Adela gave him so sunny a smile that he smiled too, and then, passing quickly to other things, she asked after his mother and his brothers.

"You are alone too, Walter," she said. "You are very unlike your brothers, and your mother cannot be much to you. She sees you more in the future than in the present."

"Why, Adela!" said Walter, almost startled, "what puts such ideas into your head?"

"I keep my eyes open," she said, and then grew suddenly very grave. "I only mean that your father is a terrible loss to you, and that Eichhof will be much changed. Thea will come, and I am glad of it, although she is something of a prig, like all the Rosens. I love her dearly for all that, and she will be a good sister to you."
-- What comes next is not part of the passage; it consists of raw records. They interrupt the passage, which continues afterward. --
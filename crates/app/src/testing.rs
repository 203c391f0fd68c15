//! In-crate fake [`AccessoryHost`] for controller and platform tests.

use std::collections::{BTreeMap, BTreeSet};
use std::sync::Mutex;

use homesim_domain::catalog::{
    CharacteristicType, CharacteristicValue, ServiceDescriptor, ServiceKey,
};
use homesim_domain::error::{HomesimError, NotFoundError};
use homesim_domain::id::AccessoryId;

use crate::ports::{AccessoryHost, Registration};

pub(crate) type Notification = (AccessoryId, ServiceKey, CharacteristicType, CharacteristicValue);

#[derive(Default)]
pub(crate) struct FakeHost {
    accessories: Mutex<BTreeMap<AccessoryId, Vec<ServiceDescriptor>>>,
    notifications: Mutex<Vec<Notification>>,
    rejected: Mutex<BTreeSet<AccessoryId>>,
}

impl FakeHost {
    pub(crate) fn service_keys(&self, id: AccessoryId) -> Vec<ServiceKey> {
        self.accessories.lock().unwrap()[&id]
            .iter()
            .map(|s| s.key.clone())
            .collect()
    }

    pub(crate) fn sensor_keys(&self, id: AccessoryId) -> Vec<ServiceKey> {
        self.service_keys(id)
            .into_iter()
            .filter(|key| key.service_type.is_sensor())
            .collect()
    }

    pub(crate) fn notified_values(&self) -> Vec<CharacteristicValue> {
        self.notifications
            .lock()
            .unwrap()
            .iter()
            .map(|(_, _, _, value)| value.clone())
            .collect()
    }

    /// Values pushed to one service, in order.
    pub(crate) fn values_on(&self, service: &ServiceKey) -> Vec<CharacteristicValue> {
        self.notifications
            .lock()
            .unwrap()
            .iter()
            .filter(|(_, key, _, _)| key == service)
            .map(|(_, _, _, value)| value.clone())
            .collect()
    }

    /// Make `add_service` fail for this accessory.
    pub(crate) fn reject_services_for(&self, id: AccessoryId) {
        self.rejected.lock().unwrap().insert(id);
    }

    pub(crate) fn notifications(&self) -> Vec<Notification> {
        self.notifications.lock().unwrap().clone()
    }
}

fn not_found(entity: &'static str, id: impl ToString) -> HomesimError {
    NotFoundError {
        entity,
        id: id.to_string(),
    }
    .into()
}

impl AccessoryHost for FakeHost {
    fn accessories(&self) -> Vec<AccessoryId> {
        self.accessories.lock().unwrap().keys().copied().collect()
    }

    fn register_accessory(
        &self,
        id: AccessoryId,
        _name: &str,
    ) -> Result<Registration, HomesimError> {
        let mut accessories = self.accessories.lock().unwrap();
        if accessories.contains_key(&id) {
            return Ok(Registration::Restored);
        }
        accessories.insert(id, Vec::new());
        Ok(Registration::Created)
    }

    fn unregister_accessory(&self, id: AccessoryId) -> Result<(), HomesimError> {
        self.accessories
            .lock()
            .unwrap()
            .remove(&id)
            .map(|_| ())
            .ok_or_else(|| not_found("Accessory", id))
    }

    fn services(&self, id: AccessoryId) -> Result<Vec<ServiceKey>, HomesimError> {
        self.accessories
            .lock()
            .unwrap()
            .get(&id)
            .map(|services| services.iter().map(|s| s.key.clone()).collect())
            .ok_or_else(|| not_found("Accessory", id))
    }

    fn add_service(&self, id: AccessoryId, service: ServiceDescriptor) -> Result<(), HomesimError> {
        if self.rejected.lock().unwrap().contains(&id) {
            return Err(not_found("Service", &service.key));
        }
        self.accessories
            .lock()
            .unwrap()
            .get_mut(&id)
            .ok_or_else(|| not_found("Accessory", id))?
            .push(service);
        Ok(())
    }

    fn remove_service(&self, id: AccessoryId, service: &ServiceKey) -> Result<(), HomesimError> {
        let mut accessories = self.accessories.lock().unwrap();
        let services = accessories
            .get_mut(&id)
            .ok_or_else(|| not_found("Accessory", id))?;
        let before = services.len();
        services.retain(|s| &s.key != service);
        if services.len() == before {
            return Err(not_found("Service", service));
        }
        Ok(())
    }

    fn notify_characteristic(
        &self,
        id: AccessoryId,
        service: &ServiceKey,
        characteristic: CharacteristicType,
        value: CharacteristicValue,
    ) -> Result<(), HomesimError> {
        self.notifications
            .lock()
            .unwrap()
            .push((id, service.clone(), characteristic, value));
        Ok(())
    }
}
Walter gazed sadly before him.

"Come," said Adela, laying her hand upon his arm, "do not look so troubled; you know I am just like a sister too."

He pressed her hand; they rose, and she noticed that his eyes sought the door of the chapel.

"Shall we not go in again together?" she asked, gently, and they ascended the steps and entered the building. Adela knelt down beside the sarcophagus, and hid her face for some time upon the wreaths that she had placed there. Walter looked down at her, and it seemed to him that they were in the presence of his father, who smiled upon them.